**WHAT IS REQUIRED**. Up to and including the line with "use tower::ServiceExt;", output the records exactly as they appear.

Dataset entries:
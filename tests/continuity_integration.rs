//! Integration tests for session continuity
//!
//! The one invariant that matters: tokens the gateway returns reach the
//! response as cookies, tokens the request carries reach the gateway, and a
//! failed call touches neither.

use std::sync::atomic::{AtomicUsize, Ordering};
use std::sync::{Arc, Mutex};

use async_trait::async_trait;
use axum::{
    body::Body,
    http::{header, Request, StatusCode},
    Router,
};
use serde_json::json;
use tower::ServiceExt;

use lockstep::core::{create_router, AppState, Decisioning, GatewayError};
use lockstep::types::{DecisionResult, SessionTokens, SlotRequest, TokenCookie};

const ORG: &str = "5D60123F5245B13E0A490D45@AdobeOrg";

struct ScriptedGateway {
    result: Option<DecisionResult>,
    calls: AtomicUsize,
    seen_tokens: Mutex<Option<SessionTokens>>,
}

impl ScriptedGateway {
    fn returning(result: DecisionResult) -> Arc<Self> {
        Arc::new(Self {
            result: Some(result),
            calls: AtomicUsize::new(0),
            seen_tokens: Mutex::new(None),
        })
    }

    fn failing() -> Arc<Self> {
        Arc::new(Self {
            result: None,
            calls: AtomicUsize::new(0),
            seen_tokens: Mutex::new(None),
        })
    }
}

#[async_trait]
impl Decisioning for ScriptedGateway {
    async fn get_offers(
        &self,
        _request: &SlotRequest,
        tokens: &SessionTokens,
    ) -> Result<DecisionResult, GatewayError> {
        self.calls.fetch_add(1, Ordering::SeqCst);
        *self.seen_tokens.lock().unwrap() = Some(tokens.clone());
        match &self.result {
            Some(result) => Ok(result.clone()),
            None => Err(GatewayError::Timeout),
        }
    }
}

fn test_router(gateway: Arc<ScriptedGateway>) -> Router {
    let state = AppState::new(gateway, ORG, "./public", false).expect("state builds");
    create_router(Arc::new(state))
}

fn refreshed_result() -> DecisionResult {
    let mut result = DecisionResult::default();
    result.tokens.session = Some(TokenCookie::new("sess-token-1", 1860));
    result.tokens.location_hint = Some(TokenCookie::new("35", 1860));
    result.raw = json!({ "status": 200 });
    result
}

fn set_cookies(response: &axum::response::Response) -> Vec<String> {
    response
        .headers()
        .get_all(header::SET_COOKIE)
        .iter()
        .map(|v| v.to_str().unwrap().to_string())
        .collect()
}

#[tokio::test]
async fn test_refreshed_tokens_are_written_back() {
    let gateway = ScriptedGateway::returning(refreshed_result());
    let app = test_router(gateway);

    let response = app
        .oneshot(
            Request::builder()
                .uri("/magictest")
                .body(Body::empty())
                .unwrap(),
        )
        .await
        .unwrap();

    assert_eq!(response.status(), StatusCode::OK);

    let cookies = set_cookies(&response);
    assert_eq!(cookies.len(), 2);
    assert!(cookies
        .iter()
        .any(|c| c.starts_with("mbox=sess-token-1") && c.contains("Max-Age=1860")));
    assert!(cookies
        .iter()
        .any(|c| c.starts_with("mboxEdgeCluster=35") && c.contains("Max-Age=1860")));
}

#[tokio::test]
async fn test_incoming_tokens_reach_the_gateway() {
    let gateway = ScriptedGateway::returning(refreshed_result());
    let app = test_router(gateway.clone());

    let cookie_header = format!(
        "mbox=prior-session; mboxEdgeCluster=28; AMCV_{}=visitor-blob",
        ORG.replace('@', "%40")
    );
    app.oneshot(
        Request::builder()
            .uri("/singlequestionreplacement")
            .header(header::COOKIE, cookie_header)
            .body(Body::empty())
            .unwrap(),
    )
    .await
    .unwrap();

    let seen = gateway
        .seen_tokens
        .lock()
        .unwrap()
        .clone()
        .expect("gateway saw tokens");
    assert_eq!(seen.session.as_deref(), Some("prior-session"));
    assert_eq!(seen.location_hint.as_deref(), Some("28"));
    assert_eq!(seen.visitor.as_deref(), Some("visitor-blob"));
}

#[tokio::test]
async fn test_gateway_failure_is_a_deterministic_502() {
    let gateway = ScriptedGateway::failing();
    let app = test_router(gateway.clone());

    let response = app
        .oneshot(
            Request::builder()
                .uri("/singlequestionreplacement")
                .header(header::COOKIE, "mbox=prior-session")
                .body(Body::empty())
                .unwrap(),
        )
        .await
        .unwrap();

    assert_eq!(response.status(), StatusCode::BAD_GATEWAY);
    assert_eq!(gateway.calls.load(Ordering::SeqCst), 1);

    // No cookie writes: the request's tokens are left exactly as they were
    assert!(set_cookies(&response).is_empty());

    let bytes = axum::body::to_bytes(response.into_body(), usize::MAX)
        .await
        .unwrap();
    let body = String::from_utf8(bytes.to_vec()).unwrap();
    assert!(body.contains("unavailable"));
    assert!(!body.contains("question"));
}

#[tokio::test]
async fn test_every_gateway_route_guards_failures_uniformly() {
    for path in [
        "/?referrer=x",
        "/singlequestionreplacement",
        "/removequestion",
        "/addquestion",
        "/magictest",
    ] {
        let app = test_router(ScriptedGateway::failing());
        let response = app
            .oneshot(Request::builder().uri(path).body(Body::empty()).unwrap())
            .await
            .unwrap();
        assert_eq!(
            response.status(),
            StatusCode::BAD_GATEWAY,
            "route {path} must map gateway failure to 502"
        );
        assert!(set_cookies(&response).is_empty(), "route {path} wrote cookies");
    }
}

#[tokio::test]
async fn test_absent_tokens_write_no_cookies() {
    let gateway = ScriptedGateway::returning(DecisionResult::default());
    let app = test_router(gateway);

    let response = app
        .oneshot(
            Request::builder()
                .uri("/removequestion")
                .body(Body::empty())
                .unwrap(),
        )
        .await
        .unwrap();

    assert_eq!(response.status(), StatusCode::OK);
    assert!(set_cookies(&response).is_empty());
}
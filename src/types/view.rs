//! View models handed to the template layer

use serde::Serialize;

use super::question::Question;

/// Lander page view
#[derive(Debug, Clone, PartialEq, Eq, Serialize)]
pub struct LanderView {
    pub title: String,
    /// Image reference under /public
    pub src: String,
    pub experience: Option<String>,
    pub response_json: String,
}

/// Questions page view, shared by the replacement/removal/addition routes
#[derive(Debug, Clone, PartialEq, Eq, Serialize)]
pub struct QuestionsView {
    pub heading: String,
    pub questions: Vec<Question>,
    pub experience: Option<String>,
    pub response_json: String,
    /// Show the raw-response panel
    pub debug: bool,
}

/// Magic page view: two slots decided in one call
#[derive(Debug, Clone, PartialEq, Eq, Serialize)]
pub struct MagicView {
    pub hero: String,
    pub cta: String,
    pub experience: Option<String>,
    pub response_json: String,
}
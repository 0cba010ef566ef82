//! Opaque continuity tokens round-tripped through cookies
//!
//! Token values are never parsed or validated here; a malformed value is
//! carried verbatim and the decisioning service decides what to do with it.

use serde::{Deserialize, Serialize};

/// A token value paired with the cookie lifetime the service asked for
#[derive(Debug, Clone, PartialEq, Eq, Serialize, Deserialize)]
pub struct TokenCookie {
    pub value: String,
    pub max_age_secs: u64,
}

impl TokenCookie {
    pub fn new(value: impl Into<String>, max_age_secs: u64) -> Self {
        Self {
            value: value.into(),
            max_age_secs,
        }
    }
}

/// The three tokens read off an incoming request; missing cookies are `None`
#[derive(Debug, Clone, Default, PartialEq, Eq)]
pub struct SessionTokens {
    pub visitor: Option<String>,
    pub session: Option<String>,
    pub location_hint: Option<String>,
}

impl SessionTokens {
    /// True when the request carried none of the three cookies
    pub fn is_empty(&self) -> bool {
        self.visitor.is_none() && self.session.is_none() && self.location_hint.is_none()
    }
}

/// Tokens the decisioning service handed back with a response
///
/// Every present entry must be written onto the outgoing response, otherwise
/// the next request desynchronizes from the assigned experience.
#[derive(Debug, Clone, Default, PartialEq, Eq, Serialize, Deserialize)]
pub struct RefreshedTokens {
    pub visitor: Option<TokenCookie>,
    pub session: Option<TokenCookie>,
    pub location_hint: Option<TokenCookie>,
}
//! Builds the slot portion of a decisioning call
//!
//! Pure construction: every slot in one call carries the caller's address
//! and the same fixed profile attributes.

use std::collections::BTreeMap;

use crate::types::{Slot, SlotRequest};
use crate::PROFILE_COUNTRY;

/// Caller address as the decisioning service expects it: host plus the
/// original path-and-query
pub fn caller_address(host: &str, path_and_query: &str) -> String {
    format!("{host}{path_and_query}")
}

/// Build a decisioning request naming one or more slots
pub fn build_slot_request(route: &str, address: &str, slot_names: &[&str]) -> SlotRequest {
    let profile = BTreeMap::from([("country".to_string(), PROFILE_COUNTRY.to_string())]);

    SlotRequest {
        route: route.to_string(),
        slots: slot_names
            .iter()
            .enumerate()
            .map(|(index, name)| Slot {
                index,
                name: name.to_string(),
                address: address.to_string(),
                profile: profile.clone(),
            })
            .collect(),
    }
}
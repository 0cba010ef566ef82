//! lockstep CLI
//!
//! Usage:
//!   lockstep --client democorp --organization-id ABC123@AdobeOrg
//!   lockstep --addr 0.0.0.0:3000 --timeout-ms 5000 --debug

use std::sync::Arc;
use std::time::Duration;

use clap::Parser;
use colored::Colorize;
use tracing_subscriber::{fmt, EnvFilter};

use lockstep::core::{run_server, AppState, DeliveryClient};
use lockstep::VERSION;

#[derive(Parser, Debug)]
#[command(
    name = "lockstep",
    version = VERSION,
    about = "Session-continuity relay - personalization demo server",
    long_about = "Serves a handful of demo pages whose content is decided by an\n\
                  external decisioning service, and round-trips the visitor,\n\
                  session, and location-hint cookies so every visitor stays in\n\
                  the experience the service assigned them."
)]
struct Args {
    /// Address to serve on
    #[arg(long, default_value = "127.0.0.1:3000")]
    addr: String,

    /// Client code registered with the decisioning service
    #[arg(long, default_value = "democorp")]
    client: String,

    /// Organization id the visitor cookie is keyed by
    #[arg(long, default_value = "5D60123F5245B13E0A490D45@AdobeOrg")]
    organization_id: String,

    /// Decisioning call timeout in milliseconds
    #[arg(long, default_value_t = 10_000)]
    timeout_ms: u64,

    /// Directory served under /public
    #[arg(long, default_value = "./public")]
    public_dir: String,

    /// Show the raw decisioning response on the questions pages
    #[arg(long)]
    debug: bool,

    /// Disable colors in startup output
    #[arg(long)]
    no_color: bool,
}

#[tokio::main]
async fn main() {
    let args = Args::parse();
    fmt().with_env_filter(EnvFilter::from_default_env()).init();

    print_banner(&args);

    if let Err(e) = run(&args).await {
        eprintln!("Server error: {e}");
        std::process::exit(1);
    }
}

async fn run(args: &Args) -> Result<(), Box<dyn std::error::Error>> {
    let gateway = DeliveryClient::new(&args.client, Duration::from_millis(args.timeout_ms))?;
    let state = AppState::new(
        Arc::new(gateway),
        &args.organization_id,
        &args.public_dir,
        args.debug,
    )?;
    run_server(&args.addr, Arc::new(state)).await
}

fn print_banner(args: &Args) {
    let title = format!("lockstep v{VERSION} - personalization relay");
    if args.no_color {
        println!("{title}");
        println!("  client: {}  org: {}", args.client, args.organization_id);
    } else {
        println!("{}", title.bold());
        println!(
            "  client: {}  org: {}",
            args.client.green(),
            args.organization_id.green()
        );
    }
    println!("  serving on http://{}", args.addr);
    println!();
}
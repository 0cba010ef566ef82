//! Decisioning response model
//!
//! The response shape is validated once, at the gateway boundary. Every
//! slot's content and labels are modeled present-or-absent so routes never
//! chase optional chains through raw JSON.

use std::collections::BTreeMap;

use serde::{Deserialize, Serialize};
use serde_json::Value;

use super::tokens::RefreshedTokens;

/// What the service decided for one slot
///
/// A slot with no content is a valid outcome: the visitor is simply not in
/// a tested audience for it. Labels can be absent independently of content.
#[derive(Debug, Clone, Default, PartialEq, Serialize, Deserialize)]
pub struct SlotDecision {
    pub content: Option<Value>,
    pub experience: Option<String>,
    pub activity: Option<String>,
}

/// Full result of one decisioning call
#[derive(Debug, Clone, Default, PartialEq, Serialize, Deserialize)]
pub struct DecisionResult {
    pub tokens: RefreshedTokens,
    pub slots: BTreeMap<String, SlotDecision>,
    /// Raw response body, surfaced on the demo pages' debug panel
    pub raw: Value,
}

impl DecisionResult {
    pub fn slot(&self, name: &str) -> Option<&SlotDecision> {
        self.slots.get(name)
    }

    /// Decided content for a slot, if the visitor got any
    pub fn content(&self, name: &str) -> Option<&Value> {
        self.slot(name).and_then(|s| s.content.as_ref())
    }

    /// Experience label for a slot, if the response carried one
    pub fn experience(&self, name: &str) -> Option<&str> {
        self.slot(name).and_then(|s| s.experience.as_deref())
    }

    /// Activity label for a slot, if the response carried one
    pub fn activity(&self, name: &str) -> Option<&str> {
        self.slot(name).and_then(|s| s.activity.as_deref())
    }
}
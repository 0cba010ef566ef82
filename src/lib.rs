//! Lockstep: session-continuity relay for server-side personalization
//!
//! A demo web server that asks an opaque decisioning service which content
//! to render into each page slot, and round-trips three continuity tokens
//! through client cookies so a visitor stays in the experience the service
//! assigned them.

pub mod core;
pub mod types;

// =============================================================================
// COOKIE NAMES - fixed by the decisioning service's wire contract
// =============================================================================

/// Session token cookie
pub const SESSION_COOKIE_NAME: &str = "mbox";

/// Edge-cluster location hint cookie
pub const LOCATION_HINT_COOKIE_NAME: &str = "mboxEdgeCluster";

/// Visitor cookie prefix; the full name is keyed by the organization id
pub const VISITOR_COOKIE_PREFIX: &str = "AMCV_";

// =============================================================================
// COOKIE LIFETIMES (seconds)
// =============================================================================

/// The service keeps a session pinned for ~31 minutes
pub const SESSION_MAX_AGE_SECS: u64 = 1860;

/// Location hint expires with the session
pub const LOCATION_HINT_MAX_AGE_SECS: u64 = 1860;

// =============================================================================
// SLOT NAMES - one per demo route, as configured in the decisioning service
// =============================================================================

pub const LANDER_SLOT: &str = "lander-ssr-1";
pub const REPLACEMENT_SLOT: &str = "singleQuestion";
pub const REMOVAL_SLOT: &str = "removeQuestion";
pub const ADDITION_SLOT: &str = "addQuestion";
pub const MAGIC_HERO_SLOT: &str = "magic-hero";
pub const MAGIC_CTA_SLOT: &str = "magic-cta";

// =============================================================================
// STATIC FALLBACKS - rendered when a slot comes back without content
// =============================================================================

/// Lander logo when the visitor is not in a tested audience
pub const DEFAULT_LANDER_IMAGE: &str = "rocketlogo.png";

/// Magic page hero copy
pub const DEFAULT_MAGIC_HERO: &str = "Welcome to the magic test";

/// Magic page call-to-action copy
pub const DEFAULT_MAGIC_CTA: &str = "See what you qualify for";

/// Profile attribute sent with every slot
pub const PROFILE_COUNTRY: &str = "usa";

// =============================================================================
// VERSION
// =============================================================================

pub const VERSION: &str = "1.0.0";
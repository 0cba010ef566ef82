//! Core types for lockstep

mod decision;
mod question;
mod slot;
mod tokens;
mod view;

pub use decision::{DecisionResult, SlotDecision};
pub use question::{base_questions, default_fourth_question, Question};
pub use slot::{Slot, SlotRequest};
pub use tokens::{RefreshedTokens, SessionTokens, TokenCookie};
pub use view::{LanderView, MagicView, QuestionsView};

**RESPONSE BELOW**.
filename tests/continuity_integration.rs
//! Integration tests for session continuity
//!
//! The one invariant that matters: tokens the gateway returns reach the
//! response as cookies, tokens the request carries reach the gateway, and a
//! failed call touches neither.

use std::sync::atomic::{AtomicUsize, Ordering};
use std::sync::{Arc, Mutex};

use async_trait::async_trait;
use axum::{
    body::Body,
    http::{header, Request, StatusCode},
    Router,
};
use serde_json::json;
use tower::ServiceExt;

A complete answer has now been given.